The problem:
Determine how many lines of the material below contain "async". Report only that figure.

Data to examine:
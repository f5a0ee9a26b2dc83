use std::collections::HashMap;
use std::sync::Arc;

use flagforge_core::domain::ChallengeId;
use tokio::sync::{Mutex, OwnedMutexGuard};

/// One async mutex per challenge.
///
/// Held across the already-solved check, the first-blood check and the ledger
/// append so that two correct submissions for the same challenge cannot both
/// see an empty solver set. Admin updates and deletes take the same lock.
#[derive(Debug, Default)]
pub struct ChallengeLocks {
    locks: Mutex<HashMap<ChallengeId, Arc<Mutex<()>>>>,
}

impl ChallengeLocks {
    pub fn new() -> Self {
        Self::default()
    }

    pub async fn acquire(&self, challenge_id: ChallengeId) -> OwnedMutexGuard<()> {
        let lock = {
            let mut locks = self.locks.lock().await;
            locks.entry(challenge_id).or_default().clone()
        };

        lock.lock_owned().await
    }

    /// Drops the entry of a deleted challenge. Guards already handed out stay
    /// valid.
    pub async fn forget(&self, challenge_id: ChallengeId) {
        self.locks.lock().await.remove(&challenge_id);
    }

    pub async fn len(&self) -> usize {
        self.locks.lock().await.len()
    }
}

Response to this exercise:
4